Task input section start

//! Local side of the mirror: the root directory and cached file checks

use crate::store::ObjectMeta;
use crate::{DownloadMode, MirrorError, Result};
use std::path::{Path, PathBuf};
use std::time::SystemTime;

/// Base directory under which remote objects are mirrored
///
/// Constructing a root checks that the directory exists and is writable, so
/// every resolver holds a usable root.
#[derive(Debug, Clone, PartialEq, Eq)]
pub struct MirrorRoot {
    path: PathBuf,
}

impl MirrorRoot {
    pub fn new(path: impl Into<PathBuf>) -> Result<Self> {
        let path = path.into();
        let metadata = std::fs::metadata(&path).map_err(|e| {
            MirrorError::Configuration(format!(
                "local sync directory {} is not accessible: {e}",
                path.display()
            ))
        })?;

        if !metadata.is_dir() {
            return Err(MirrorError::Configuration(format!(
                "local sync directory {} is not a directory",
                path.display()
            )));
        }
        check_writable(&path)?;

        Ok(Self { path })
    }

    pub fn path(&self) -> &Path {
        &self.path
    }
}

// Permission bits alone do not say whether this process may write here
fn check_writable(dir: &Path) -> Result<()> {
    let marker = dir.join(format!(".sriracha-write-check-{}", std::process::id()));
    let created = std::fs::OpenOptions::new()
        .write(true)
        .create_new(true)
        .open(&marker);

    match created {
        Ok(_) => {
            if let Err(e) = std::fs::remove_file(&marker) {
                tracing::warn!("Failed to remove {}: {e}", marker.display());
            }
            Ok(())
        }
        Err(e) => Err(MirrorError::Configuration(format!(
            "local sync directory {} is not writable: {e}",
            dir.display()
        ))),
    }
}

/// State of an existing local copy
#[derive(Debug, Clone, Copy)]
pub(crate) struct LocalFile {
    pub size: u64,
    pub modified: Option<SystemTime>,
}

impl LocalFile {
    /// Stat a local file; None if it does not exist
    pub fn stat(path: &Path) -> Result<Option<Self>> {
        match std::fs::metadata(path) {
            Ok(metadata) if metadata.is_file() => Ok(Some(Self {
                size: metadata.len(),
                modified: metadata.modified().ok(),
            })),
            Ok(_) => Ok(None),
            Err(e) if e.kind() == std::io::ErrorKind::NotFound => Ok(None),
            Err(e) => Err(MirrorError::filesystem(path, e)),
        }
    }

    /// Whether this copy can be reused for `remote` under `mode`
    pub fn is_fresh(&self, remote: &ObjectMeta, mode: DownloadMode) -> bool {
        match mode {
            DownloadMode::Always => false,
            DownloadMode::IfMissing | DownloadMode::Never => true,
            DownloadMode::SizeOnly => self.size == remote.size,
            DownloadMode::SizeAndTimestamp => {
                self.size == remote.size
                    && match (self.modified, remote.last_modified) {
                        (Some(local), Some(remote)) => unix_secs(local) >= unix_secs(remote),
                        _ => false,
                    }
            }
        }
    }
}

/// Stamp a downloaded file with the remote modification time
pub(crate) fn set_modified(path: &Path, modified: SystemTime) -> Result<()> {
    let file = std::fs::OpenOptions::new()
        .write(true)
        .open(path)
        .map_err(|e| MirrorError::filesystem(path, e))?;
    file.set_modified(modified)
        .map_err(|e| MirrorError::filesystem(path, e))
}

/// Create the parent directory of `path` if needed
pub(crate) fn ensure_parent(path: &Path) -> Result<()> {
    if let Some(parent) = path.parent() {
        std::fs::create_dir_all(parent).map_err(|e| MirrorError::filesystem(parent, e))?;
    }
    Ok(())
}

// S3 reports whole seconds
fn unix_secs(t: SystemTime) -> i64 {
    match t.duration_since(SystemTime::UNIX_EPOCH) {
        Ok(d) => d.as_secs() as i64,
        Err(e) => -(e.duration().as_secs() as i64),
    }
}
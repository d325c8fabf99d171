//! Logging types.

use std::fmt;
use std::str::FromStr;

use serde::{Deserialize, Serialize};

/// Log level for filtering messages.
#[derive(Debug, Clone, Copy, PartialEq, Eq, PartialOrd, Ord, Default, Serialize, Deserialize)]
pub enum LogLevel {
    /// Very verbose, includes per-needle match details.
    Trace,
    /// External tool invocations and intermediate values.
    Debug,
    #[default]
    Info,
    Warn,
    Error,
}

impl LogLevel {
    /// Convert to tracing level.
    pub fn to_tracing_level(&self) -> tracing::Level {
        match self {
            LogLevel::Trace => tracing::Level::TRACE,
            LogLevel::Debug => tracing::Level::DEBUG,
            LogLevel::Info => tracing::Level::INFO,
            LogLevel::Warn => tracing::Level::WARN,
            LogLevel::Error => tracing::Level::ERROR,
        }
    }

    /// Lowercase name, as understood by `EnvFilter`.
    pub fn as_filter_str(&self) -> &'static str {
        match self {
            LogLevel::Trace => "trace",
            LogLevel::Debug => "debug",
            LogLevel::Info => "info",
            LogLevel::Warn => "warn",
            LogLevel::Error => "error",
        }
    }
}

impl fmt::Display for LogLevel {
    fn fmt(&self, f: &mut fmt::Formatter<'_>) -> fmt::Result {
        f.write_str(self.as_filter_str())
    }
}

impl FromStr for LogLevel {
    type Err = String;

    fn from_str(s: &str) -> Result<Self, Self::Err> {
        match s.to_ascii_lowercase().as_str() {
            "trace" => Ok(LogLevel::Trace),
            "debug" => Ok(LogLevel::Debug),
            "info" => Ok(LogLevel::Info),
            "warn" | "warning" => Ok(LogLevel::Warn),
            "error" => Ok(LogLevel::Error),
            other => Err(format!("unknown log level '{}'", other)),
        }
    }
}

#[cfg(test)]
mod tests {
    use super::*;

    #[test]
    fn parses_case_insensitively() {
        assert_eq!("DEBUG".parse::<LogLevel>(), Ok(LogLevel::Debug));
        assert_eq!("warning".parse::<LogLevel>(), Ok(LogLevel::Warn));
        assert!("loud".parse::<LogLevel>().is_err());
    }

    #[test]
    fn ordering_follows_severity() {
        assert!(LogLevel::Trace < LogLevel::Info);
        assert!(LogLevel::Warn < LogLevel::Error);
    }

    #[test]
    fn maps_to_tracing_level() {
        assert_eq!(LogLevel::Warn.to_tracing_level(), tracing::Level::WARN);
        assert_eq!(LogLevel::default().to_tracing_level(), tracing::Level::INFO);
    }
}
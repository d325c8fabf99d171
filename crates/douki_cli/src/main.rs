//! Douki command line.
//!
//! Two steps: `generate-sync-data` stores fingerprinted sections of a release
//! whose subtitle is already timed, `generate-subtitles` finds those sections
//! in another release and writes a subtitle timed against it.

use std::path::PathBuf;

use anyhow::{Context, Result};
use clap::{Parser, Subcommand};

use douki_core::config::{ConfigManager, Settings, DEFAULT_CONFIG_FILE};
use douki_core::fingerprint::FfmpegFingerprintSource;
use douki_core::logging::{init_tracing, init_tracing_with_file, LogLevel};
use douki_core::media::FfmpegBackend;
use douki_core::pipeline::{
    generate_sync_data, synchronize, GenerateRequest, SubtitleOutcome, SyncOutcome, SyncRequest,
};
use douki_core::subtitles::RandomStyleIds;
use douki_core::timestamp::parse_timestamp;

#[derive(Parser, Debug)]
#[command(name = "douki", version, about = "Synchronize subtitles to new releases using audio fingerprints")]
struct Cli {
    /// Config file, created with defaults when missing
    #[arg(long, global = true, default_value = DEFAULT_CONFIG_FILE)]
    config: PathBuf,

    /// Log level (trace, debug, info, warn, error); overrides the config
    #[arg(long, global = true)]
    log_level: Option<LogLevel>,

    #[command(subcommand)]
    command: Command,
}

#[derive(Subcommand, Debug)]
enum Command {
    /// Store a fingerprinted section of a release with a timed subtitle
    GenerateSyncData {
        /// Release the section is cut from
        source: PathBuf,

        /// Section id (default: next free number)
        #[arg(short, long)]
        name: Option<String>,

        /// Sync data directory (default: paths.data_dir)
        #[arg(short = 'd', long)]
        data_dir: Option<PathBuf>,

        /// Section start, e.g. 1:30 or 0:01:30.50
        #[arg(short, long, value_parser = parse_timestamp)]
        start: Option<f64>,

        /// Section end (default: end of the source)
        #[arg(short = 't', long, value_parser = parse_timestamp)]
        end: Option<f64>,

        /// Subtitle timed against the source (default: its own subtitle stream)
        #[arg(long)]
        subtitle: Option<PathBuf>,

        /// Subtitle stored when the section has too little dialogue
        #[arg(long)]
        template: Option<PathBuf>,

        /// Don't write the Aegisub keyframes file
        #[arg(long)]
        skip_keyframes: bool,
    },

    /// Write a subtitle for a release from the stored sections found in it
    GenerateSubtitles {
        /// Release to synchronize against
        source: PathBuf,

        /// Sync data directory (default: paths.data_dir)
        #[arg(short = 's', long)]
        source_dir: Option<PathBuf>,

        /// Output .ass file or directory (default: paths.output_dir)
        #[arg(short = 't', long)]
        target: Option<PathBuf>,
    },
}

fn main() -> Result<()> {
    let cli = Cli::parse();

    let mut config = ConfigManager::new(&cli.config);
    config
        .load_or_create()
        .with_context(|| format!("Failed to load config '{}'", cli.config.display()))?;
    let settings = config.settings().clone();

    let level = cli.log_level.unwrap_or(settings.logging.level);
    let _guard = if settings.logging.log_to_file {
        let guard = init_tracing_with_file(level, &config.logs_dir())
            .with_context(|| format!("Failed to open log dir '{}'", config.logs_dir().display()))?;
        Some(guard)
    } else {
        init_tracing(level);
        None
    };

    match cli.command {
        Command::GenerateSyncData {
            source,
            name,
            data_dir,
            start,
            end,
            subtitle,
            template,
            skip_keyframes,
        } => {
            let request = GenerateRequest {
                source,
                subtitle,
                template,
                name,
                data_dir: data_dir.unwrap_or_else(|| PathBuf::from(&settings.paths.data_dir)),
                start,
                end,
                skip_keyframes,
            };
            run_generate(&request, &settings)
        }
        Command::GenerateSubtitles {
            source,
            source_dir,
            target,
        } => {
            let request = SyncRequest {
                source,
                sync_dir: source_dir.unwrap_or_else(|| PathBuf::from(&settings.paths.data_dir)),
                target: target.unwrap_or_else(|| PathBuf::from(&settings.paths.output_dir)),
            };
            run_synchronize(&request, &settings)
        }
    }
}

fn run_generate(request: &GenerateRequest, settings: &Settings) -> Result<()> {
    let backend = FfmpegBackend::from(&settings.extraction);
    let fingerprinter = FfmpegFingerprintSource::from(&settings.extraction);

    let outcome = generate_sync_data(request, &backend, &fingerprinter, settings)
        .with_context(|| format!("Failed to generate sync data from '{}'", request.source.display()))?;

    println!(
        "Section {}: {:.3}s to {:.3}s, {} fingerprints{}",
        outcome.id,
        outcome.plan.start,
        outcome.end,
        outcome.fingerprint_count,
        if outcome.plan.needs_reencode { " (re-encoded)" } else { "" }
    );
    match outcome.subtitle {
        SubtitleOutcome::Stored { entries } => println!("Subtitle stored with {} events", entries),
        SubtitleOutcome::Template => println!("Subtitle replaced by template"),
        SubtitleOutcome::Missing => println!("No usable subtitle; section will not be synchronized"),
    }
    for attachment in &outcome.attachments {
        println!("Attachment: {}", attachment.display());
    }
    Ok(())
}

fn run_synchronize(request: &SyncRequest, settings: &Settings) -> Result<()> {
    let fingerprinter = FfmpegFingerprintSource::from(&settings.extraction);

    let outcome = synchronize(request, &fingerprinter, settings, &mut RandomStyleIds)
        .with_context(|| format!("Failed to synchronize '{}'", request.source.display()))?;

    match outcome {
        SyncOutcome::NoMatch => println!("No matches found"),
        SyncOutcome::Synced {
            subtitle,
            attachments,
            matches,
        } => {
            for m in &matches {
                println!(
                    "{}: {:.3}s to {:.3}s, delay {:.3}s ({} matches)",
                    m.id, m.result.from, m.result.to, m.result.delay, m.result.match_count
                );
            }
            println!("{}", subtitle.display());
            for attachment in &attachments {
                println!("Attachment: {}", attachment.display());
            }
        }
    }
    Ok(())
}
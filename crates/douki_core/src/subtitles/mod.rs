//! Subtitle processing module.
//!
//! # Components
//!
//! - **types**: Section-based ASS document model
//! - **parser** / **writer**: ASS text codec, round-trip safe for untouched lines
//! - **metadata**: Tagging and trimming cut subtitles before they are stored
//! - **merge**: Splicing matched sections into one synchronized script

mod error;
mod merge;
mod metadata;
mod parser;
mod types;
mod writer;

use std::fs;
use std::path::Path;

pub use error::{ParseError, SubtitleError};
pub use merge::{
    merge_tracks, MatchedTrack, MergedScript, RandomStyleIds, SequentialStyleIds, StyleIdGenerator,
};
pub use metadata::{retain_section_dialogue, tag_section_metadata};
pub use parser::parse_ass;
pub use types::{AssDocument, Entry, Record, Section};
pub use writer::write_ass;

/// Parse an ASS file from disk.
pub fn parse_file(path: impl AsRef<Path>) -> Result<AssDocument, SubtitleError> {
    let path = path.as_ref();
    let content =
        fs::read_to_string(path).map_err(|e| SubtitleError::read(path.to_path_buf(), e))?;
    Ok(parse_ass(&content)?)
}

/// Write a document to disk as ASS.
pub fn write_file(doc: &AssDocument, path: impl AsRef<Path>) -> Result<(), SubtitleError> {
    let path = path.as_ref();
    fs::write(path, write_ass(doc)).map_err(|e| SubtitleError::write(path.to_path_buf(), e))
}

#[cfg(test)]
mod tests {
    use super::*;
    use std::io::Write;
    use tempfile::NamedTempFile;

    #[test]
    fn test_parse_and_write_file() {
        let content = "[Script Info]
Title: Test

[Events]
Format: Layer, Start, End, Style, Name, MarginL, MarginR, MarginV, Effect, Text
Dialogue: 0,0:00:01.00,0:00:04.00,Default,,0,0,0,,Hello, world!
";
        let mut temp_file = NamedTempFile::with_suffix(".ass").unwrap();
        temp_file.write_all(content.as_bytes()).unwrap();

        let doc = parse_file(temp_file.path()).unwrap();
        assert_eq!(doc.dialogue().count(), 1);

        let output_file = NamedTempFile::with_suffix(".ass").unwrap();
        write_file(&doc, output_file.path()).unwrap();

        let reparsed = parse_file(output_file.path()).unwrap();
        assert_eq!(reparsed, doc);
    }

    #[test]
    fn missing_file_reports_path() {
        let err = parse_file("/nonexistent/douki/missing.ass").unwrap_err();
        assert!(matches!(err, SubtitleError::ReadError { .. }));
        assert!(err.to_string().contains("missing.ass"));
    }
}
//! Error types for pipeline runs.
//!
//! Collaborator errors pass through unchanged; a run either completes or
//! fails with the first error it hit.

use std::io;
use std::path::{Path, PathBuf};

use thiserror::Error;

use crate::media::MediaError;
use crate::store::StoreError;
use crate::subtitles::SubtitleError;

#[derive(Error, Debug)]
pub enum PipelineError {
    #[error(transparent)]
    Media(#[from] MediaError),

    #[error(transparent)]
    Subtitle(#[from] SubtitleError),

    #[error(transparent)]
    Store(#[from] StoreError),

    /// End of the requested section is not after its start.
    #[error("Section end {end:.3}s is not after its start {start:.3}s")]
    EmptySection { start: f64, end: f64 },

    #[error("I/O error on '{path}': {source}")]
    Io {
        path: PathBuf,
        #[source]
        source: io::Error,
    },
}

impl PipelineError {
    pub fn io(path: impl AsRef<Path>, source: io::Error) -> Self {
        Self::Io {
            path: path.as_ref().to_path_buf(),
            source,
        }
    }
}

pub type PipelineResult<T> = Result<T, PipelineError>;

Task input section end

# Task to complete
Extract the lines above, from the first one through the one containing "objects are mirrored", and return only those, unchanged.

# Reply
//! Local side of the mirror: the root directory and cached file checks

use crate::store::ObjectMeta;
use crate::{DownloadMode, MirrorError, Result};
use std::path::{Path, PathBuf};
use std::time::SystemTime;

/// Base directory under which remote objects are mirrored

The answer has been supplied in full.